Try it »
From the records below, please return each line that holds the word "contains".
Segment Start: Task data
use std::{sync::Arc, time::Duration};

use scholarai::{
    FixedClock,
    config::Provider,
    orchestrator::Orchestrator,
    prompts,
    provider::adapter_for,
    tier::TierKind,
    types::RequestOption,
};

use crate::helpers::{MockUpstream, fast_policy, google_text, mock_config, provider_error};

fn orchestrator(base: &str) -> (Orchestrator, Arc<FixedClock>) {
    let config = mock_config(Provider::Google, base);
    let clock = Arc::new(FixedClock::new(0));
    let adapter = adapter_for(&config).unwrap();
    (
        Orchestrator::new(adapter, config, fast_policy(), clock.clone()),
        clock,
    )
}

#[tokio::test]
async fn test_rate_limit_then_success_waits_one_base_delay() {
    let mock = MockUpstream::new()
        .respond(provider_error(429, "Resource has been exhausted"))
        .respond(google_text("## Notes"));
    let base = mock.start().await;
    let (orchestrator, clock) = orchestrator(&base);

    let result = orchestrator
        .run(TierKind::Fast, &prompts::notes("Photosynthesis"))
        .await
        .unwrap();

    assert_eq!(result.text, "## Notes");
    assert_eq!(result.attempts, 2);
    assert_eq!(clock.total_slept(), Duration::from_secs(1));
    assert_eq!(clock.get(), 1_000);
    assert_eq!(mock.requests().len(), 2);
}

#[tokio::test]
async fn test_overloaded_reasoning_tier_falls_back_to_fast() {
    let mock = MockUpstream::new()
        .respond(provider_error(503, "overloaded"))
        .respond(provider_error(503, "overloaded"))
        .respond(google_text("x = 5"));
    let base = mock.start().await;
    let (orchestrator, clock) = orchestrator(&base);

    let result = orchestrator
        .run(TierKind::Reasoning, &prompts::doubt("Solve 2x+5=15", None))
        .await
        .unwrap();

    assert_eq!(result.model, "gemini-2.0-flash");
    assert_eq!(result.attempts, 3);
    assert_eq!(result.dropped_options, vec![RequestOption::Thinking]);
    assert_eq!(
        clock.sleeps(),
        vec![Duration::from_secs(1), Duration::from_secs(2)]
    );

    let requests = mock.requests();
    assert!(requests[0].path.contains("gemini-2.5-pro"));
    assert!(requests[0].body["generationConfig"]["thinkingConfig"].is_object());
    assert!(requests[2].path.contains("gemini-2.0-flash"));
    assert!(requests[2].body["generationConfig"]["thinkingConfig"].is_null());
}

#[tokio::test]
async fn test_exhausted_attempts_surface_last_error() {
    let mock = MockUpstream::new()
        .respond(provider_error(429, "quota"))
        .respond(provider_error(429, "quota"))
        .respond(provider_error(429, "quota"))
        .respond(google_text("never reached"));
    let base = mock.start().await;
    let (orchestrator, clock) = orchestrator(&base);

    let err = orchestrator
        .run(TierKind::Fast, &prompts::notes("Optics"))
        .await
        .unwrap_err();

    assert!(err.is_retryable());
    assert_eq!(mock.requests().len(), 3);
    assert_eq!(clock.total_slept(), Duration::from_secs(3));
}
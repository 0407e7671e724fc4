//! Ask command - runs tutoring operations through the server.

use std::{io::Write, sync::Arc};

use base64ct::{Base64, Encoding};
use tokio::io::{AsyncBufReadExt, BufReader, Lines, Stdin};

use scholarai::{
    SystemClock,
    api::{ApiRequest, Output},
    client::ScholarClient,
    local_store::LocalStore,
    session::{ChatSession, QuizSession, Selection},
    types::{QuizQuestion, StudyPlanDetails, UserProfile},
};

use crate::{
    cli::{AskArgs, AskCommand},
    output::{OutputFormat, option_label, print_output, print_question, print_table},
};

type Input = Lines<BufReader<Stdin>>;

/// Run the ask command
pub async fn run(args: &AskArgs) -> Result<(), Box<dyn std::error::Error>> {
    let store = LocalStore::in_dir(args.data.dir());
    let mut client = ScholarClient::new(&args.endpoint, store.clone())?;
    if let Some(url) = &args.provider_url {
        client = client.with_direct_base_url(url);
    }
    let profile = store.load().await?.profile;
    let format = OutputFormat::from_json_flag(args.json);

    // Operation failures carry user-facing guidance; print them plainly.
    if let Err(e) = dispatch(&client, &args.operation, profile.as_ref(), format).await {
        eprintln!("{e}");
        std::process::exit(1);
    }
    Ok(())
}

async fn dispatch(
    client: &ScholarClient,
    operation: &AskCommand,
    profile: Option<&UserProfile>,
    format: OutputFormat,
) -> Result<(), Box<dyn std::error::Error>> {
    let request = match operation {
        AskCommand::Chat { message: None } => return chat_loop(client, profile).await,
        AskCommand::Chat {
            message: Some(message),
        } => ApiRequest::Chat {
            history: Vec::new(),
            new_message: message.clone(),
            user_context: profile.map(UserProfile::user_context).unwrap_or_default(),
        },
        AskCommand::Notes { topic } => ApiRequest::Notes {
            topic: topic.clone(),
        },
        AskCommand::Doubt { doubt, image } => {
            let image = match image {
                Some(path) => Some(Base64::encode_string(&tokio::fs::read(path).await?)),
                None => None,
            };
            ApiRequest::Doubt {
                doubt: doubt.clone(),
                image,
            }
        }
        AskCommand::Quiz {
            topic,
            difficulty,
            print,
        } => {
            let questions = client.generate_quiz(topic, difficulty).await?;
            if *print || format == OutputFormat::Json {
                print_output(&Output::Quiz(questions), format)?;
                return Ok(());
            }
            return take_quiz(questions).await;
        }
        AskCommand::Career { query } => ApiRequest::Career {
            profile: profile
                .map(UserProfile::career_profile)
                .unwrap_or_else(|| "Not provided".to_string()),
            query: query.clone(),
        },
        AskCommand::Plan {
            subjects,
            hours,
            exam_date,
            weak_areas,
        } => ApiRequest::Plan {
            details: StudyPlanDetails {
                subjects: subjects.clone(),
                hours_per_day: hours.clone(),
                exam_date: exam_date.clone(),
                weak_areas: weak_areas.clone(),
            },
        },
    };

    let output = client.call(&request).await?;
    print_output(&output, format)?;
    Ok(())
}

fn stdin_lines() -> Input {
    BufReader::new(tokio::io::stdin()).lines()
}

async fn prompt(lines: &mut Input, label: &str) -> std::io::Result<Option<String>> {
    print!("{label}");
    std::io::stdout().flush()?;
    Ok(lines.next_line().await?.map(|line| line.trim().to_string()))
}

/// Interactive conversation with the coach.
async fn chat_loop(
    client: &ScholarClient,
    profile: Option<&UserProfile>,
) -> Result<(), Box<dyn std::error::Error>> {
    let name = profile.map_or("Student", |p| p.name.as_str());
    let context = profile.map(UserProfile::user_context).unwrap_or_default();
    let mut session = ChatSession::new(name, Arc::new(SystemClock));
    println!("{}", session.history()[0].text);
    println!("(/reset starts over, /quit leaves)");

    let mut lines = stdin_lines();
    while let Some(input) = prompt(&mut lines, "\n> ").await? {
        match input.as_str() {
            "" => continue,
            "/quit" | "/exit" => break,
            "/reset" => {
                session.reset();
                println!("{}", session.history()[0].text);
                continue;
            }
            _ => {}
        }

        session.push_user(input.as_str());
        match client
            .chat_with_coach(session.prior_history(), &input, &context)
            .await
        {
            Ok(reply) => {
                println!("\n{reply}");
                session.push_model(reply);
            }
            Err(e) => {
                eprintln!("{e}");
                session.push_failure(e);
            }
        }
    }
    Ok(())
}

/// Parse "A".."Z" or a 1-based number into an option index.
fn parse_choice(input: &str) -> Option<usize> {
    let input = input.trim();
    if let Ok(number) = input.parse::<usize>() {
        return number.checked_sub(1);
    }
    let mut chars = input.chars();
    match (chars.next(), chars.next()) {
        (Some(c), None) if c.is_ascii_alphabetic() => {
            Some((c.to_ascii_uppercase() as u8 - b'A') as usize)
        }
        _ => None,
    }
}

/// Run a quiz question by question and print the score.
async fn take_quiz(questions: Vec<QuizQuestion>) -> Result<(), Box<dyn std::error::Error>> {
    let mut quiz = QuizSession::new(questions);
    if quiz.is_empty() {
        println!("No questions could be generated. Try another topic.");
        return Ok(());
    }

    let mut lines = stdin_lines();
    let mut rows = Vec::new();
    while let Some(question) = quiz.current().cloned() {
        println!();
        print_question(quiz.current_index() + 1, quiz.len(), &question);

        let selection = loop {
            let Some(input) = prompt(&mut lines, "Your answer: ").await? else {
                return Ok(());
            };
            let Some(choice) = parse_choice(&input) else {
                eprintln!("Answer with a letter or a number.");
                continue;
            };
            match quiz.select(choice) {
                Ok(selection) => break selection,
                Err(e) => eprintln!("{e}"),
            }
        };

        match selection {
            Selection::Correct => println!("Correct! {}", question.explanation),
            Selection::Incorrect { correct_answer } => println!(
                "Incorrect. The answer is {}. {}",
                option_label(correct_answer),
                question.explanation
            ),
            Selection::AlreadyAnswered => {}
        }
        rows.push(vec![
            (quiz.current_index() + 1).to_string(),
            quiz.selected().map(option_label).map(String::from).unwrap_or_default(),
            option_label(question.correct_answer).to_string(),
        ]);
        quiz.next();
    }

    println!();
    println!("Score: {}/{}", quiz.score(), quiz.len());
    print_table(&["#", "Yours", "Correct"], &rows);
    Ok(())
}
Segment End: Task data
Solved exercise »
    assert!(requests[0].path.contains("gemini-2.5-pro"));
    assert!(requests[2].path.contains("gemini-2.0-flash"));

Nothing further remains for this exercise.